Richard Flanagan has won the Man Booker for his epic around the Burma Death Railway
Rajni George Rajni George | 17 Oct, 2014
Richard Flanagan has won the Man Booker for his epic around the Burma Death Railway
‘Electricity and radio were yet to arrive and were it not that it was the 1920s, it could have been the 1990s or the 1850s.’ A remote Tasmanian hamlet of 40 is home to surgeon Dorrigo Evans and the stoic men who have survived the depression of the 1890s, when men died of starvation: this stark idyll begins a long journey. Thereon, we visit the Javanese highlands, where Dorrigo leads a thousand imprisoned soldiers, mostly fellow Australians, to the Line; an illicit affair between Dorrigo and his uncle’s wife, unfolding between Melbourne and a Japanese prisoner of war (POW) camp on the infamous Burma Death Railway; and the chilling post-war Tokyo adventures of Major Nakamura, the POW camp commandant who kills for a new identity. Such is the epic trajectory of 2014 Man Booker Prize winner Richard Flanagan’s panoramic tale of love and war, The Narrow Road to the Deep North (Chatto Windus, 480 pages).

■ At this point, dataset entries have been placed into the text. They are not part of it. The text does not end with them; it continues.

//! In-process backends
//!
//! [`InMemoryLedger`] and [`SimulatedEncryption`] implement the ledger and
//! encryption traits without any network. They share one proof scheme so a
//! bundle produced by the simulated service is accepted by the in-memory
//! ledger, and a tampered bundle is not.

mod encryption;
mod ledger;

pub use encryption::SimulatedEncryption;
pub use ledger::{InMemoryLedger, InMemorySigner};

use sha2::{Digest, Sha256};

/// Proof the simulated service attaches to a clear-values bundle
pub fn decryption_proof(clear_values: &str) -> String {
    digest(&["decrypt", clear_values])
}

fn digest(parts: &[&str]) -> String {
    let mut hasher = Sha256::new();
    for part in parts {
        hasher.update(part.as_bytes());
        hasher.update(b"|");
    }
    format!("0x{}", hex::encode(hasher.finalize()))
}

fn random_hex(bytes: usize) -> String {
    let buf: Vec<u8> = (0..bytes).map(|_| rand::random::<u8>()).collect();
    format!("0x{}", hex::encode(buf))
}
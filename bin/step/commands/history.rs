//! History command - records uploaded by the account

use super::{connect, print_records};
use crate::print_banner;
use crate::style::*;
use anyhow::{bail, Result};
use step_challenge::ClientConfig;

pub async fn run(config: &ClientConfig) -> Result<()> {
    print_banner();
    print_header("My Records");

    let Some(account) = &config.account else {
        bail!("No account configured (use --account or STEP_ACCOUNT)");
    };
    print_key_value("Account", account);
    println!();

    let pipeline = connect(config)?;
    pipeline.load().await?;
    let history = pipeline.state().personal_history;

    if history.is_empty() {
        print_info("No records uploaded from this account");
    } else {
        print_records(&history);
    }
    println!();
    Ok(())
}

On 14 October, 53-year-old Flanagan became the third Australian to win the prestigious award for this solemn, lyrical novel written in many drafts (reportedly burned each time) over 12 years and completed the day his father—one of the POWs—died. The ‘Death Railway’, the 415-km long ‘Line’ created by Japan’s Imperial Army in 1943 as World War II came to a boil, was used to move troops and provisions between Bangkok and Burma during Japan’s Burma campaign, and 9,000 Australians were among the many captured and put to work.
“I do not come out of a literary tradition,” Flanagan said in his acceptance speech at London’s Guildhall. “I come from a tiny mining town in the forest on an island at the end of the world. My grandparents were illiterate.” Flanagan hails from Longford in Tasmania, whose capital, Hobart, he now calls home. The island state is part of Australia, itself a part of the Commonwealth united by the British Empire, that outdated yet culturally potent legacy. This descendant of Irish convicts became a Rhodes Scholar, reading history at Oxford and going on to create a steady and colourful body of work reflecting the necessary hybridity of post-colonial, post-global existence.
He has always been ambitious, always taken risks. Flanagan began with four works of non-fiction, one of them the autobiography of a notorious conman, John Friedrich, which he is said to have ghostwritten. In 2002, he won the Commonwealth Writers’ Prize for Gould’s Book of Fish: A Novel in Twelve Fish (2001), an unlikely account of a nineteenth century forger which New York Times critic Michiko Kakutani pronounced ‘phantasmagorical’ and, ultimately, ‘stunning’. The fantastic canvas of criminality and vice propels the arc of many of Flanagan’s dramatic tales. Death of a River Guide (1994), about a drowning man’s reminisces; The Sound of One Hand Clapping (1997), a bestseller about Slovenian immigrants which was made into a film; The Unknown Terrorist (2006), about a pole dancer accidentally entangled with a suspected bomber; and Wanting (2008), twin stories of Dickens and an Aboriginal orphan. The books have been published in 26 countries.
It is a pity that it is one of his least inventive—and perhaps one of his less even—novels which has won our attention, but if his oeuvre is any indication, this will be the beginning of an even more interesting era. As Flanagan said at Guildhall, “Novels are life, or they are nothing.”